野鳥の飛翔写真撮影法:光学照準器:ドットサイト(Dot Sight)

長年医療カメラマンとして主に獣医療現場の撮影を仕事としていましたが、野鳥に関してはそれほど興味もなく、まったくの素人でした。野鳥撮影にはまったきっかけは、医療現場の撮影のために某大学に出入りしていたときに知り合った某K博士との出会いです。私の医療写真を見られて、「こんな撮影技術があるなら鳥撮ってみない」と何気なく誘われたのがきっかけです。

フィルム時代はPentax645に望遠をつけて鈴鹿のF1の流し撮り撮影などもしていたので、野鳥くらい特に問題なく撮影できるだろうと高をくくっていました。医療カメラマンになってからはマクロ系のレンズしか使わないので、望遠側は105mmのマクロしかありませんでしたが、撮影に出かけました。目に見えるものは全て撮れると信じていましたが、結果惨敗です。
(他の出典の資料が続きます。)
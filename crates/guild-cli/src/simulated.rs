//! Stand-in executor for dry runs of a plan.

use async_trait::async_trait;
use guild_core::{GuildError, GuildResult};
use guild_orchestrator::{ExecutionOutput, ExecutionRequest, TaskExecutor, ToolGate};
use std::time::Duration;
use tracing::debug;

/// Scenario fault that makes every simulated attempt fail.
pub const EXECUTOR_DOWN_FAULT: &str = "executor-down";

const TOOLS: [&str; 4] = ["search", "read_file", "write_file", "shell"];

/// Pretends to work a task by issuing a fixed number of tool calls.
pub struct SimulatedExecutor {
    tool_calls: u32,
    step_delay: Duration,
}

impl SimulatedExecutor {
    pub fn new(tool_calls: u32, step_delay: Duration) -> Self {
        Self {
            tool_calls,
            step_delay,
        }
    }
}

#[async_trait]
impl TaskExecutor for SimulatedExecutor {
    async fn execute(
        &self,
        request: ExecutionRequest,
        tools: &ToolGate,
    ) -> GuildResult<ExecutionOutput> {
        if tools.is_fault_enabled(EXECUTOR_DOWN_FAULT) {
            return Err(GuildError::ExecutionFailure(format!(
                "executor unavailable for agent '{}'",
                request.agent_id
            )));
        }

        for step in 0..self.tool_calls {
            let tool = TOOLS[step as usize % TOOLS.len()];
            tools
                .call(tool, async {
                    if !self.step_delay.is_zero() {
                        tokio::time::sleep(self.step_delay).await;
                    }
                    Ok(())
                })
                .await?;
            debug!(task_id = %request.task.id, tool, step, "Simulated tool call");
        }

        Ok(ExecutionOutput {
            summary: format!(
                "'{}' handled by {} on the {} tier ({} context messages)",
                request.task.title,
                request.agent_id,
                request.provider,
                request.context.history.len()
            ),
            tool_calls: tools.calls(),
        })
    }
}

#[cfg(test)]
#[allow(clippy::unwrap_used, clippy::expect_used)]
mod tests {
    use super::*;
    use guild_core::ExecutionContext;
    use guild_orchestrator::{FaultInjector, ProviderTier, Task, TaskSpec};
    use std::sync::Arc;

    fn request() -> ExecutionRequest {
        let task = Task::from_spec(TaskSpec::new("Index docs", ""));
        ExecutionRequest {
            context: ExecutionContext::new(task.id),
            task,
            agent_id: "ada".into(),
            provider: ProviderTier::Economy,
            attempt: 1,
        }
    }

    #[tokio::test]
    async fn test_runs_configured_tool_calls() {
        let executor = SimulatedExecutor::new(6, Duration::ZERO);
        let req = request();
        let gate = ToolGate::new(Arc::new(FaultInjector::disabled()), req.task.id);
        let output = executor.execute(req, &gate).await.unwrap();
        assert_eq!(output.tool_calls, 6);
        assert!(output.summary.contains("economy"));
    }

    #[tokio::test]
    async fn test_executor_down_fault() {
        let chaos = Arc::new(FaultInjector::disabled());
        chaos.enable_fault(EXECUTOR_DOWN_FAULT);
        let executor = SimulatedExecutor::new(2, Duration::ZERO);
        let req = request();
        let gate = ToolGate::new(chaos, req.task.id);
        let err = executor.execute(req, &gate).await.unwrap_err();
        assert!(matches!(err, GuildError::ExecutionFailure(_)));
        assert_eq!(gate.calls(), 0);
    }
}
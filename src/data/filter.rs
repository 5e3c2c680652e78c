use thiserror::Error;

use super::model::CourseDataset;

// ---------------------------------------------------------------------------
// Search criteria
// ---------------------------------------------------------------------------

/// Raw search inputs as typed by the user.  Blank fields mean "absent".
#[derive(Debug, Clone, Default, PartialEq, Eq)]
pub struct Criteria {
    pub district: String,
    pub pin_code: String,
    pub address: String,
}

/// Rejected criteria.  The messages are user-facing, in English and
/// Kannada, and are raised before the collection is touched.
#[derive(Debug, Error, PartialEq, Eq)]
pub enum CriteriaError {
    #[error("Please enter a valid 6-digit pincode.\nದಯವಿಟ್ಟು ಮಾನ್ಯ 6 ಸಂಖ್ಯೆ ಪಿನ್ ಕೋಡ್ ನಮೂದಿಸಿ.")]
    InvalidPinCode,
    #[error("Please select or enter at least one search criteria.\nದಯವಿಟ್ಟು ಕನಿಷ್ಠ ಒಂದು ಮಾನದಂಡವನ್ನು ಆಯ್ಕೆಮಾಡಿ ಅಥವಾ ನಮೂದಿಸಿ.")]
    NoCriteria,
}

/// Criteria that passed validation, ready to filter with.  The pin code is
/// already an integer and the address already lowercased, so the filter
/// itself does no coercion.
#[derive(Debug, Clone, PartialEq, Eq)]
pub struct ValidCriteria {
    pub district: Option<String>,
    pub pin_code: Option<u32>,
    pub address: Option<String>,
}

impl Criteria {
    /// Validate the raw inputs: a present pin code must be exactly 6 ASCII
    /// digits, and at least one field must be present.
    pub fn validate(&self) -> Result<ValidCriteria, CriteriaError> {
        let district = non_blank(&self.district);
        let address = non_blank(&self.address);

        let pin_code = match non_blank(&self.pin_code) {
            Some(raw) => {
                if raw.len() != 6 || !raw.chars().all(|c| c.is_ascii_digit()) {
                    return Err(CriteriaError::InvalidPinCode);
                }
                // 6 ASCII digits always fit in u32
                Some(raw.parse::<u32>().map_err(|_| CriteriaError::InvalidPinCode)?)
            }
            None => None,
        };

        if district.is_none() && pin_code.is_none() && address.is_none() {
            return Err(CriteriaError::NoCriteria);
        }

        Ok(ValidCriteria {
            district,
            pin_code,
            address: address.map(|a| a.to_lowercase()),
        })
    }
}

fn non_blank(s: &str) -> Option<String> {
    let trimmed = s.trim();
    (!trimmed.is_empty()).then(|| trimmed.to_string())
}

// ---------------------------------------------------------------------------
// Filter: criteria union over the collection
// ---------------------------------------------------------------------------

/// Return indices of courses matching the criteria.
///
/// Each present criterion is evaluated independently against the full
/// collection and the matches are unioned in the fixed order district →
/// pin code → address.  A row matching several criteria is kept once, at
/// the position of its first match.  That union order is a contract, not
/// an accident.
///
/// District matches by exact string equality, pin code by integer
/// equality, address by case-insensitive substring containment.
pub fn filter_courses(dataset: &CourseDataset, criteria: &ValidCriteria) -> Vec<usize> {
    let mut rows: Vec<usize> = Vec::new();

    if let Some(district) = &criteria.district {
        for (i, c) in dataset.courses.iter().enumerate() {
            if c.district == *district {
                rows.push(i);
            }
        }
    }
    if let Some(pin) = criteria.pin_code {
        for (i, c) in dataset.courses.iter().enumerate() {
            if c.pin_code == pin && !rows.contains(&i) {
                rows.push(i);
            }
        }
    }
    if let Some(address) = &criteria.address {
        for (i, c) in dataset.courses.iter().enumerate() {
            if c.address.to_lowercase().contains(address.as_str()) && !rows.contains(&i) {
                rows.push(i);
            }
        }
    }

    rows
}
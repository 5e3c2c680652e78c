use eframe::egui;

use crate::state::AppState;
use crate::ui::{panels, table};

// ---------------------------------------------------------------------------
// eframe App implementation
// ---------------------------------------------------------------------------

pub struct CourseFinderApp {
    pub state: AppState,
}

impl CourseFinderApp {
    pub fn new(state: AppState) -> Self {
        Self { state }
    }
}

impl eframe::App for CourseFinderApp {
    fn update(&mut self, ctx: &egui::Context, _frame: &mut eframe::Frame) {
        // ---- Top panel: title, counters, status ----
        egui::TopBottomPanel::top("top_bar").show(ctx, |ui| {
            panels::top_bar(ui, &mut self.state);
        });

        // ---- Left side panel: search ----
        egui::SidePanel::left("search_panel")
            .default_width(240.0)
            .resizable(true)
            .show(ctx, |ui| {
                panels::search_panel(ui, &mut self.state);
            });

        // ---- Central panel: results table ----
        egui::CentralPanel::default().show(ctx, |ui| {
            table::results_table(ui, &mut self.state);
        });

        // ---- Floating chat widget ----
        panels::chat_window(ctx, &mut self.state);
    }
}
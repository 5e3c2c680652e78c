mod app;
mod chat;
mod data;
mod state;
mod ui;

use std::path::Path;

use app::CourseFinderApp;
use eframe::egui;
use state::AppState;

/// The course feed, loaded once at startup from the working directory.
/// There is no refresh; restarting the app restarts the session.
const COURSES_FILE: &str = "courses.json";

fn main() -> eframe::Result {
    env_logger::init();

    let state = match data::loader::load_file(Path::new(COURSES_FILE)) {
        Ok(dataset) => {
            log::info!(
                "Loaded {} courses across {} districts",
                dataset.len(),
                dataset.districts.len()
            );
            AppState::with_dataset(dataset)
        }
        Err(e) => {
            log::error!("Failed to load course data: {e:#}");
            AppState::load_failed(
                "Failed to load course data. Please check your setup.".to_string(),
            )
        }
    };

    let options = eframe::NativeOptions {
        viewport: egui::ViewportBuilder::default()
            .with_inner_size([1200.0, 800.0])
            .with_min_inner_size([600.0, 400.0]),
        ..Default::default()
    };

    eframe::run_native(
        "Course Finder",
        options,
        Box::new(move |_cc| Ok(Box::new(CourseFinderApp::new(state)))),
    )
}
実に困難です。まず、焦点距離が足りず、AFも合わず、露出もむちゃくちゃ、構図もダメです。このとき、うまく撮れていたらそれで終わっていたでしょう。まったく撮れなかったために、野鳥撮影にはまることになってしまったのです。某K博士にしてやられました。

某K博士から受けた指導は、普通の止まっている鳥は撮るなということでした。枝にとまっている図鑑的な写真は先達の素晴らしい写真がすでにあるので、自分にしか撮れないスタイルを確立しろと。
何ヵ月も野鳥撮影にチャレンジして、飛翔写真の撮影に醍醐味を感じました。そのことを某K博士に話すと賛同されましたが、それがいばらの道であることに後で気づくことになります。

レンズ

まず野鳥を撮るには焦点距離が足りません。最初に購入したのはAF-S VR Zoom-Nikkor ED 70-200mm F2.8G(IF)(以下70-200)です。当時はD2Xsを使用していたので、DXフォーマットで105-300mm F2.8相当になり、さらにD2Xsにはクロップ機能があるため、140-400mm F2.8 相当となります。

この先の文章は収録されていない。